* [Dataset items]:
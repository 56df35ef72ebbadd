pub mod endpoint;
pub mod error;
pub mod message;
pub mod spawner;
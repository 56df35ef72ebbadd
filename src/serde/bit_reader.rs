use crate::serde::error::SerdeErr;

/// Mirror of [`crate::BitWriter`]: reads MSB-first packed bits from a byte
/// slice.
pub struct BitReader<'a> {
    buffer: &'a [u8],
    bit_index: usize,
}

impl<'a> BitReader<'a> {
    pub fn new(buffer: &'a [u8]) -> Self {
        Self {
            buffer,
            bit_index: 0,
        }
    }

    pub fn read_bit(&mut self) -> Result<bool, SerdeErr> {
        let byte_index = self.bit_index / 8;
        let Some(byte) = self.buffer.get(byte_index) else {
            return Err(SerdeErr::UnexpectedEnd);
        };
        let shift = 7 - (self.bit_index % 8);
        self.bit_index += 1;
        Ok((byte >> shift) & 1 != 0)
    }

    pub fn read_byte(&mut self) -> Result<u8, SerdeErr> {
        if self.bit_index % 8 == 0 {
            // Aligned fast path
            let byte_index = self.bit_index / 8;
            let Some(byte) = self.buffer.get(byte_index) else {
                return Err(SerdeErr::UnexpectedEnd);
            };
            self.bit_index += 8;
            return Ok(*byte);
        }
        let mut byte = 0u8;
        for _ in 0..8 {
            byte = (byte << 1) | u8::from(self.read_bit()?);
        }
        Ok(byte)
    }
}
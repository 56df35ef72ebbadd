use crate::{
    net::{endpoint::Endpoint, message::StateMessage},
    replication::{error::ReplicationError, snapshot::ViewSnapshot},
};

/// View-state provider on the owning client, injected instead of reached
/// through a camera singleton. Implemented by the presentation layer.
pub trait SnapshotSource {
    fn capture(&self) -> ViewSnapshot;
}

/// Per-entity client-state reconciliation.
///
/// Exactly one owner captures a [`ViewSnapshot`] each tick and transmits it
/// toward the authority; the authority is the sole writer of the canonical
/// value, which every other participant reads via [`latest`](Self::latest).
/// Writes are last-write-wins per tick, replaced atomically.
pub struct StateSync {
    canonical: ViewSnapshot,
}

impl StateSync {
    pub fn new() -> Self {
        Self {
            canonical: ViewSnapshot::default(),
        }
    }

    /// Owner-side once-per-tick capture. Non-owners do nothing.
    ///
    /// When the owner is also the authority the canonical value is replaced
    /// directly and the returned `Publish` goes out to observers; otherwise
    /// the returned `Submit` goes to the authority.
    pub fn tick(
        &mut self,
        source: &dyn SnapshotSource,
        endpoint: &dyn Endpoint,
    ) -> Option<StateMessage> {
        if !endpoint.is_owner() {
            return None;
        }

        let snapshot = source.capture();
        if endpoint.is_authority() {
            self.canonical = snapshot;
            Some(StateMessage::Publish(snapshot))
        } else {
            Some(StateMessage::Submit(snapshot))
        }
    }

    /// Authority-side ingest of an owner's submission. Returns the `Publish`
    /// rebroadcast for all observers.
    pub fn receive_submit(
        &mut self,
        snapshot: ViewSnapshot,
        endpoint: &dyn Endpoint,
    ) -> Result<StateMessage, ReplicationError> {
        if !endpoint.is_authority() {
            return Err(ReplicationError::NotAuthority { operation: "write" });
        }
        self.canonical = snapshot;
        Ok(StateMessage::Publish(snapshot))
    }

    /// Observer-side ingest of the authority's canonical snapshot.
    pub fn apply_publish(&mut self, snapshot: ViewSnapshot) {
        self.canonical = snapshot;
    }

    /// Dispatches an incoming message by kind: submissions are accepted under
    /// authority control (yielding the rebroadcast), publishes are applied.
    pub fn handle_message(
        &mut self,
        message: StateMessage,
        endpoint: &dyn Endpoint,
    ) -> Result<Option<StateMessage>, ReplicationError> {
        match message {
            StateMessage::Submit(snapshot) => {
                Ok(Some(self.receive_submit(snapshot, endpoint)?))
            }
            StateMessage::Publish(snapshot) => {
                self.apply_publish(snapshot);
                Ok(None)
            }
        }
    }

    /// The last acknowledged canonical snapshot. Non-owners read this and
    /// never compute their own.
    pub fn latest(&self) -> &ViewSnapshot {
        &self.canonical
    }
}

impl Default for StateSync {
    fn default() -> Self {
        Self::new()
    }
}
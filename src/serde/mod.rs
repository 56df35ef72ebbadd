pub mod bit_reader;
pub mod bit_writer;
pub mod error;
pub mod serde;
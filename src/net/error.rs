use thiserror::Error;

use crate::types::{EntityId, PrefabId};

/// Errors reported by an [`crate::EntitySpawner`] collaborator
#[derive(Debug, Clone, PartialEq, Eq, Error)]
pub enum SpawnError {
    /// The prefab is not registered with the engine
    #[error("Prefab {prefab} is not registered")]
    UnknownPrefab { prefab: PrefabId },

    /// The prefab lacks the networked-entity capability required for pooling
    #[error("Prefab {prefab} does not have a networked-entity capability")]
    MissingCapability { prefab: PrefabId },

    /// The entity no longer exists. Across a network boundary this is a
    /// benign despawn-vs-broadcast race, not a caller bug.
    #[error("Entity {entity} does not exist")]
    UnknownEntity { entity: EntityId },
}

* [Required action]: Could you reproduce every record exactly as it appears?

* [Result]:
repository 56df35ef72ebbadd
pub mod endpoint;
pub mod error;
pub mod message;
pub mod spawner;
repository 56df35ef72ebbadd
filename src/serde/bit_reader.rs
use crate::serde::error::SerdeErr;

/// Mirror of [`crate::BitWriter`]: reads MSB-first packed bits from a byte
/// slice.
pub struct BitReader<'a> {
    buffer: &'a [u8],
    bit_index: usize,
}

impl<'a> BitReader<'a> {
    pub fn new(buffer: &'a [u8]) -> Self {
        Self {
            buffer,
            bit_index: 0,
        }
    }

    pub fn read_bit(&mut self) -> Result<bool, SerdeErr> {
        let byte_index = self.bit_index / 8;
        let Some(byte) = self.buffer.get(byte_index) else {
            return Err(SerdeErr::UnexpectedEnd);
        };
        let shift = 7 - (self.bit_index % 8);
        self.bit_index += 1;
        Ok((byte >> shift) & 1 != 0)
    }

    pub fn read_byte(&mut self) -> Result<u8, SerdeErr> {
        if self.bit_index % 8 == 0 {
            // Aligned fast path
            let byte_index = self.bit_index / 8;
            let Some(byte) = self.buffer.get(byte_index) else {
                return Err(SerdeErr::UnexpectedEnd);
            };
            self.bit_index += 8;
            return Ok(*byte);
        }
        let mut byte = 0u8;
        for _ in 0..8 {
            byte = (byte << 1) | u8::from(self.read_bit()?);
        }
        Ok(byte)
    }
}
repository 56df35ef72ebbadd
use crate::{
    net::{endpoint::Endpoint, message::StateMessage},
    replication::{error::ReplicationError, snapshot::ViewSnapshot},
};

/// View-state provider on the owning client, injected instead of reached
/// through a camera singleton. Implemented by the presentation layer.
pub trait SnapshotSource {
    fn capture(&self) -> ViewSnapshot;
}

/// Per-entity client-state reconciliation.
///
/// Exactly one owner captures a [`ViewSnapshot`] each tick and transmits it
/// toward the authority; the authority is the sole writer of the canonical
/// value, which every other participant reads via [`latest`](Self::latest).
/// Writes are last-write-wins per tick, replaced atomically.
pub struct StateSync {
    canonical: ViewSnapshot,
}

impl StateSync {
    pub fn new() -> Self {
        Self {
            canonical: ViewSnapshot::default(),
        }
    }

    /// Owner-side once-per-tick capture. Non-owners do nothing.
    ///
    /// When the owner is also the authority the canonical value is replaced
    /// directly and the returned `Publish` goes out to observers; otherwise
    /// the returned `Submit` goes to the authority.
    pub fn tick(
        &mut self,
        source: &dyn SnapshotSource,
        endpoint: &dyn Endpoint,
    ) -> Option<StateMessage> {
        if !endpoint.is_owner() {
            return None;
        }

        let snapshot = source.capture();
        if endpoint.is_authority() {
            self.canonical = snapshot;
            Some(StateMessage::Publish(snapshot))
        } else {
            Some(StateMessage::Submit(snapshot))
        }
    }

    /// Authority-side ingest of an owner's submission. Returns the `Publish`
    /// rebroadcast for all observers.
    pub fn receive_submit(
        &mut self,
        snapshot: ViewSnapshot,
        endpoint: &dyn Endpoint,
    ) -> Result<StateMessage, ReplicationError> {
        if !endpoint.is_authority() {
            return Err(ReplicationError::NotAuthority { operation: "write" });
        }
        self.canonical = snapshot;
        Ok(StateMessage::Publish(snapshot))
    }

    /// Observer-side ingest of the authority's canonical snapshot.
    pub fn apply_publish(&mut self, snapshot: ViewSnapshot) {
        self.canonical = snapshot;
    }

    /// Dispatches an incoming message by kind: submissions are accepted under
    /// authority control (yielding the rebroadcast), publishes are applied.
    pub fn handle_message(
        &mut self,
        message: StateMessage,
        endpoint: &dyn Endpoint,
    ) -> Result<Option<StateMessage>, ReplicationError> {
        match message {
            StateMessage::Submit(snapshot) => {
                Ok(Some(self.receive_submit(snapshot, endpoint)?))
            }
            StateMessage::Publish(snapshot) => {
                self.apply_publish(snapshot);
                Ok(None)
            }
        }
    }

    /// The last acknowledged canonical snapshot. Non-owners read this and
    /// never compute their own.
    pub fn latest(&self) -> &ViewSnapshot {
        &self.canonical
    }
}

impl Default for StateSync {
    fn default() -> Self {
        Self::new()
    }
}
filename src/serde/mod.rs
repository 56df35ef72ebbadd
pub mod bit_reader;
pub mod bit_writer;
pub mod error;
pub mod serde;
filename src/net/error.rs
use thiserror::Error;

use crate::types::{EntityId, PrefabId};

/// Errors reported by an [`crate::EntitySpawner`] collaborator
#[derive(Debug, Clone, PartialEq, Eq, Error)]
pub enum SpawnError {
    /// The prefab is not registered with the engine
    #[error("Prefab {prefab} is not registered")]
    UnknownPrefab { prefab: PrefabId },

    /// The prefab lacks the networked-entity capability required for pooling
    #[error("Prefab {prefab} does not have a networked-entity capability")]
    MissingCapability { prefab: PrefabId },

    /// The entity no longer exists. Across a network boundary this is a
    /// benign despawn-vs-broadcast race, not a caller bug.
    #[error("Entity {entity} does not exist")]
    UnknownEntity { entity: EntityId },
}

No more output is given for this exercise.